Dans l'industrie alimentaire, la quinine (un alcaloïde) est généralement acceptée comme norme pour la sensation d'amertume. Le seuil de détection du chlorhydrate de quinine est d'environ 10 ppm (parties par million). La quinine est utilisée dans l'industrie alimentaire comme additif dans les boissons, telles que les boissons gazeuses qui ont également des attributs sucrés/acidulés/tangres. L'amertume associée à d'autres solutions gustatives pourrait produire des sensations gustatives rafraîchissantes (modulation du goût) dans ces boissons, ce qui confirme son action modulatrice.

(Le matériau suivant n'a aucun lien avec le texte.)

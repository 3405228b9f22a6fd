//! Configuration Loader (Figment-based)
//!
//! Loads and merges configuration from multiple sources using Figment:
//! 1. Built-in defaults (Serialized)
//! 2. Global config (~/.config/hitlens/config.toml)
//! 3. Project config (./hitlens.toml)
//! 4. Environment (`HITLENS_API_URL` only, mapped to `api.base_url`)

use directories::BaseDirs;
use figment::{
    Figment,
    providers::{Env, Format, Serialized, Toml},
};
use std::env;
use std::path::{Path, PathBuf};

use tracing::debug;

use super::types::Config;
use crate::constants::network::BASE_URL_ENV;
use crate::types::{HitlensError, Result};

const APP_DIR: &str = "hitlens";
const PROJECT_CONFIG_FILE: &str = "hitlens.toml";

/// Serialization format for `config show`
#[derive(Debug, Clone, Copy, PartialEq, Eq, Default, clap::ValueEnum)]
pub enum ConfigFormat {
    #[default]
    Toml,
    Json,
}

/// Configuration loader
pub struct ConfigLoader;

impl ConfigLoader {
    /// Load configuration with full resolution chain using Figment:
    /// defaults → global → project → env vars
    pub fn load() -> Result<Config> {
        let figment = Self::figment(
            Self::global_config_path().as_deref(),
            &Self::project_config_path(),
        );
        Self::extract(figment)
    }

    /// Load configuration from a specific file only
    pub fn load_from_file(path: &Path) -> Result<Config> {
        let figment = Figment::new()
            .merge(Serialized::defaults(Config::default()))
            .merge(Toml::file(path));
        Self::extract(figment)
    }

    /// The layered figment; missing files are skipped
    pub fn figment(global: Option<&Path>, project: &Path) -> Figment {
        let mut figment = Figment::new().merge(Serialized::defaults(Config::default()));

        if let Some(global_path) = global
            && global_path.exists()
        {
            debug!("Loading global config from: {}", global_path.display());
            figment = figment.merge(Toml::file(global_path));
        }

        if project.exists() {
            debug!("Loading project config from: {}", project.display());
            figment = figment.merge(Toml::file(project));
        }

        figment.merge(Self::env_provider())
    }

    /// Only the base address may come from the environment
    fn env_provider() -> Env {
        Env::raw()
            .only(&[BASE_URL_ENV])
            .map(|_| "api.base_url".into())
    }

    fn extract(figment: Figment) -> Result<Config> {
        let config: Config = figment
            .extract()
            .map_err(|e| HitlensError::Config(format!("Configuration error: {}", e)))?;

        config.validate()?;
        Ok(config)
    }

    // =========================================================================
    // Path Management
    // =========================================================================

    /// Get path to global config directory (~/.config/hitlens/)
    pub fn global_dir() -> Option<PathBuf> {
        env::var_os("XDG_CONFIG_HOME")
            .filter(|dir| !dir.is_empty())
            .map(PathBuf::from)
            .or_else(|| BaseDirs::new().map(|dirs| dirs.home_dir().join(".config")))
            .map(|p| p.join(APP_DIR))
    }

    /// Get path to global config file
    pub fn global_config_path() -> Option<PathBuf> {
        Self::global_dir().map(|dir| dir.join("config.toml"))
    }

    /// Get path to project config file
    pub fn project_config_path() -> PathBuf {
        PathBuf::from(PROJECT_CONFIG_FILE)
    }

    // =========================================================================
    // Config Commands
    // =========================================================================

    /// Describe where configuration is read from
    pub fn describe_paths() -> Vec<(&'static str, Option<PathBuf>, bool)> {
        let global = Self::global_config_path();
        let global_exists = global.as_ref().is_some_and(|p| p.exists());
        let project = Self::project_config_path();
        let project_exists = project.exists();

        vec![
            ("Global", global, global_exists),
            ("Project", Some(project), project_exists),
        ]
    }

    /// Render the effective configuration
    pub fn render(config: &Config, format: ConfigFormat) -> Result<String> {
        match format {
            ConfigFormat::Json => Ok(serde_json::to_string_pretty(config)?),
            ConfigFormat::Toml => {
                toml::to_string_pretty(config).map_err(|e| HitlensError::Config(e.to_string()))
            }
        }
    }
}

Le thé, le café et le chocolat sont des mélanges de saveurs complexes qui contiennent de nombreux composés phytochimiques amers. La théobromine, un alcaloïde que l'on trouve principalement dans le cacao, contribue à son amertume. La caféine, un autre composé amer, est modérément amère à des concentrations de 150 à 200 ppm dans l'eau. Elle est ajoutée aux boissons au cola et à d'autres produits alimentaires jusqu'à des concentrations de 200 ppm en tant qu'agent aromatique, souvent dérivé du café vert au cours du processus de décaféination. Cependant, le goût fort de l'amertume dans le café et l'astringence ne sont pas seulement dus à la caféine, mais sont également influencés par les acides phénoliques et sont extrêmement liés au profil de torréfaction.

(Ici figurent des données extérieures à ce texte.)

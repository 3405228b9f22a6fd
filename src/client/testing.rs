//! Scripted in-memory transport for tests.
//!
//! Each path has a queue of steps; every request to that path consumes the
//! next step. Requests to a path with an empty queue fail as "no response".

use async_trait::async_trait;
use serde_json::Value;
use std::collections::{HashMap, VecDeque};
use std::sync::{Arc, Mutex};
use std::time::Duration;
use tokio::time::Instant;

use super::transport::{RawResponse, RequestSpec, Transport};
use crate::types::AttemptFailure;

#[derive(Debug, Clone)]
pub enum Step {
    Respond { status: u16, body: String },
    RespondAfter { delay: Duration, status: u16, body: String },
    NoResponse,
    Hang,
}

impl Step {
    pub fn json(status: u16, body: Value) -> Self {
        Self::Respond {
            status,
            body: body.to_string(),
        }
    }

    pub fn json_after(delay: Duration, status: u16, body: Value) -> Self {
        Self::RespondAfter {
            delay,
            status,
            body: body.to_string(),
        }
    }
}

#[derive(Debug, Clone)]
pub struct RecordedCall {
    pub path: String,
    pub body: Option<Value>,
    pub at: Instant,
}

#[derive(Default)]
pub struct ScriptedTransport {
    routes: Mutex<HashMap<String, VecDeque<Step>>>,
    calls: Mutex<Vec<RecordedCall>>,
}

impl ScriptedTransport {
    pub fn new() -> Arc<Self> {
        Arc::new(Self::default())
    }

    pub fn push(&self, path: &str, step: Step) {
        self.routes
            .lock()
            .unwrap()
            .entry(path.to_string())
            .or_default()
            .push_back(step);
    }

    pub fn push_many(&self, path: &str, steps: impl IntoIterator<Item = Step>) {
        for step in steps {
            self.push(path, step);
        }
    }

    pub fn calls(&self) -> Vec<RecordedCall> {
        self.calls.lock().unwrap().clone()
    }

    pub fn calls_to(&self, path: &str) -> Vec<RecordedCall> {
        self.calls()
            .into_iter()
            .filter(|c| c.path == path)
            .collect()
    }
}

#[async_trait]
impl Transport for ScriptedTransport {
    async fn send(&self, request: &RequestSpec) -> Result<RawResponse, AttemptFailure> {
        self.calls.lock().unwrap().push(RecordedCall {
            path: request.path.clone(),
            body: request.body.clone(),
            at: Instant::now(),
        });

        let step = self
            .routes
            .lock()
            .unwrap()
            .get_mut(&request.path)
            .and_then(VecDeque::pop_front);

        match step {
            Some(Step::Respond { status, body }) => Ok(RawResponse { status, body }),
            Some(Step::RespondAfter {
                delay,
                status,
                body,
            }) => {
                tokio::time::sleep(delay).await;
                Ok(RawResponse { status, body })
            }
            Some(Step::Hang) => {
                tokio::time::sleep(Duration::from_secs(3600)).await;
                Err(AttemptFailure::no_response("hung"))
            }
            Some(Step::NoResponse) | None => {
                Err(AttemptFailure::no_response("connection refused"))
            }
        }
    }

    fn name(&self) -> &str {
        "scripted"
    }
}
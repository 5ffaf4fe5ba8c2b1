// SPDX-License-Identifier: MPL-2.0
//! Image carousel.
//!
//! A presentation-only list of image cards. The carousel never decides what
//! to show: its owner clears it and feeds it URLs, then hands over pixel data
//! as downloads complete.

use crate::api::ImageId;
use crate::i18n::fluent::I18n;
use crate::ui::design_tokens::{sizing, spacing, typography};
use iced::widget::image::Handle;
use iced::widget::{button, container, image, scrollable, text, Column, Row};
use iced::{alignment::Vertical, ContentFit, Element, Length};

/// Pixel state of a carousel item.
#[derive(Debug, Clone)]
pub enum ItemImage {
    Loading,
    Ready(Handle),
    Failed,
}

/// One rendered image.
#[derive(Debug, Clone)]
pub struct CarouselItem {
    url: String,
    image_id: Option<ImageId>,
    image: ItemImage,
    /// `None` until the favourite state of the image is known.
    favourite: Option<bool>,
}

impl CarouselItem {
    #[must_use]
    pub fn url(&self) -> &str {
        &self.url
    }

    #[must_use]
    pub fn image_id(&self) -> Option<&ImageId> {
        self.image_id.as_ref()
    }

    #[must_use]
    pub fn image(&self) -> &ItemImage {
        &self.image
    }

    #[must_use]
    pub fn favourite(&self) -> Option<bool> {
        self.favourite
    }
}

/// Messages emitted by the carousel widgets.
#[derive(Debug, Clone)]
pub enum Message {
    Previous,
    Next,
    Select(usize),
    ToggleFavourite(ImageId),
}

/// Events propagated to the parent application.
#[derive(Debug, Clone, PartialEq)]
pub enum Event {
    None,
    ToggleFavourite(ImageId),
}

/// The carousel's rendered list and the index of the focused item.
#[derive(Debug, Default)]
pub struct Carousel {
    items: Vec<CarouselItem>,
    active: usize,
}

impl Carousel {
    #[must_use]
    pub fn new() -> Self {
        Self::default()
    }

    /// Removes every item.
    pub fn clear(&mut self) {
        self.items.clear();
        self.active = 0;
    }

    /// Appends an item bound to `url` and returns its index.
    pub fn add_item(&mut self, url: impl Into<String>) -> usize {
        self.push(url.into(), None, None)
    }

    /// Appends an item that can be favourited.
    pub fn add_image(
        &mut self,
        url: impl Into<String>,
        image_id: ImageId,
        favourite: Option<bool>,
    ) -> usize {
        self.push(url.into(), Some(image_id), favourite)
    }

    fn push(&mut self, url: String, image_id: Option<ImageId>, favourite: Option<bool>) -> usize {
        self.items.push(CarouselItem {
            url,
            image_id,
            image: ItemImage::Loading,
            favourite,
        });
        self.items.len() - 1
    }

    /// Attaches decoded-on-demand image bytes to the item at `index`.
    ///
    /// Returns false when the index no longer exists.
    pub fn set_image(&mut self, index: usize, bytes: Vec<u8>) -> bool {
        match self.items.get_mut(index) {
            Some(item) => {
                item.image = ItemImage::Ready(Handle::from_bytes(bytes));
                true
            }
            None => false,
        }
    }

    /// Marks the item at `index` as failed to load.
    pub fn set_failed(&mut self, index: usize) -> bool {
        match self.items.get_mut(index) {
            Some(item) => {
                item.image = ItemImage::Failed;
                true
            }
            None => false,
        }
    }

    /// Records the favourite state for every item showing `image_id`.
    pub fn set_favourite(&mut self, image_id: &ImageId, favourite: bool) {
        for item in self
            .items
            .iter_mut()
            .filter(|item| item.image_id.as_ref() == Some(image_id))
        {
            item.favourite = Some(favourite);
        }
    }

    #[must_use]
    pub fn items(&self) -> &[CarouselItem] {
        &self.items
    }

    #[must_use]
    pub fn len(&self) -> usize {
        self.items.len()
    }

    #[must_use]
    pub fn is_empty(&self) -> bool {
        self.items.is_empty()
    }

    #[must_use]
    pub fn active_index(&self) -> usize {
        self.active
    }

    #[must_use]
    pub fn active_item(&self) -> Option<&CarouselItem> {
        self.items.get(self.active)
    }

    /// Moves focus to the next item, wrapping around.
    pub fn next(&mut self) {
        if !self.items.is_empty() {
            self.active = (self.active + 1) % self.items.len();
        }
    }

    /// Moves focus to the previous item, wrapping around.
    pub fn previous(&mut self) {
        if !self.items.is_empty() {
            self.active = (self.active + self.items.len() - 1) % self.items.len();
        }
    }

    pub fn update(&mut self, message: Message) -> Event {
        match message {
            Message::Previous => {
                self.previous();
                Event::None
            }
            Message::Next => {
                self.next();
                Event::None
            }
            Message::Select(index) => {
                if index < self.items.len() {
                    self.active = index;
                }
                Event::None
            }
            Message::ToggleFavourite(image_id) => Event::ToggleFavourite(image_id),
        }
    }

    /// Renders the focused image with navigation, above a scrollable strip
    /// of every item.
    pub fn view<'a>(&'a self, i18n: &'a I18n) -> Element<'a, Message> {
        let Some(active) = self.active_item() else {
            return container(text(i18n.tr("carousel-empty")).size(typography::BODY))
                .center_x(Length::Fill)
                .center_y(Length::Fixed(sizing::CAROUSEL_HEIGHT))
                .into();
        };

        let previous = button(text("‹").size(typography::TITLE)).on_press(Message::Previous);
        let next = button(text("›").size(typography::TITLE)).on_press(Message::Next);

        let mut focused = Column::new()
            .spacing(spacing::XS)
            .width(Length::Fill)
            .push(item_picture(active, i18n, sizing::CAROUSEL_HEIGHT));
        if let Some(favourite) = favourite_button(active, i18n) {
            focused = focused.push(favourite);
        }

        let stage = Row::new()
            .spacing(spacing::SM)
            .align_y(Vertical::Center)
            .push(previous)
            .push(focused)
            .push(next);

        let strip = self
            .items
            .iter()
            .enumerate()
            .fold(Row::new().spacing(spacing::XS), |row, (index, item)| {
                let thumb = button(item_picture(item, i18n, sizing::THUMBNAIL))
                    .padding(spacing::XXS)
                    .on_press(Message::Select(index));
                let thumb = if index == self.active {
                    thumb.style(button::primary)
                } else {
                    thumb.style(button::secondary)
                };
                row.push(thumb)
            });

        let strip = scrollable(strip)
            .direction(scrollable::Direction::Horizontal(
                scrollable::Scrollbar::default(),
            ))
            .width(Length::Fill);

        Column::new()
            .spacing(spacing::SM)
            .push(stage)
            .push(strip)
            .into()
    }
}

fn item_picture<'a>(item: &'a CarouselItem, i18n: &'a I18n, height: f32) -> Element<'a, Message> {
    match &item.image {
        ItemImage::Ready(handle) => image(handle.clone())
            .height(Length::Fixed(height))
            .content_fit(ContentFit::Contain)
            .into(),
        ItemImage::Loading => placeholder(i18n.tr("carousel-loading"), height),
        ItemImage::Failed => placeholder(i18n.tr("carousel-load-failed"), height),
    }
}

fn placeholder<'a>(label: String, height: f32) -> Element<'a, Message> {
    container(text(label).size(typography::CAPTION))
        .center_x(Length::Fixed(height))
        .center_y(Length::Fixed(height))
        .into()
}

fn favourite_button<'a>(item: &'a CarouselItem, i18n: &'a I18n) -> Option<Element<'a, Message>> {
    let image_id = item.image_id.clone()?;
    let label = if item.favourite == Some(true) {
        format!("♥ {}", i18n.tr("favourite-remove"))
    } else {
        format!("♡ {}", i18n.tr("favourite-add"))
    };
    Some(
        button(text(label).size(typography::BODY))
            .on_press(Message::ToggleFavourite(image_id))
            .into(),
    )
}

Il est important de noter que la capacité à détecter de très faibles concentrations de saveurs amères et salées a tendance à diminuer avec l'âge. En revanche, la perception des saveurs sucrées et acides peut rester relativement stable au fil du temps. Pour les évaluateurs sensoriels de l'industrie du café, le maintien des compétences exige une approche disciplinée et une répétition constante, parallèlement à leurs connaissances et aux critères d'évaluation du café. Cette pratique continue garantit que leurs évaluations restent précises et fiables malgré tout changement dans la perception sensorielle.
Références :
La science et la complexité du goût amer par Adam Drewnowski, Ph.D. Nutrition Reviews, Vol. 59, No. 6 163. Juin 2001:163-169.
Chimie alimentaire de Fennema. Chapitre 11 : Arômes. Cinquième édition. CRC Press. 2017
Variations du gène TAS2R38 chez les étudiants du Hubei. Xiaojun Wang et autres.Hereditas volume 159, numéro d'article : 46. 2022
Analyse du polymorphisme génétique des récepteurs du goût amer TAS2R38 et TAS2R46, et de sa relation avec les habitudes alimentaires et la consommation d'alcool chez les sujets japonais ToMMo. J Nutr Sci Vitaminol (Tokyo). 2023 ; 69(5):347-356.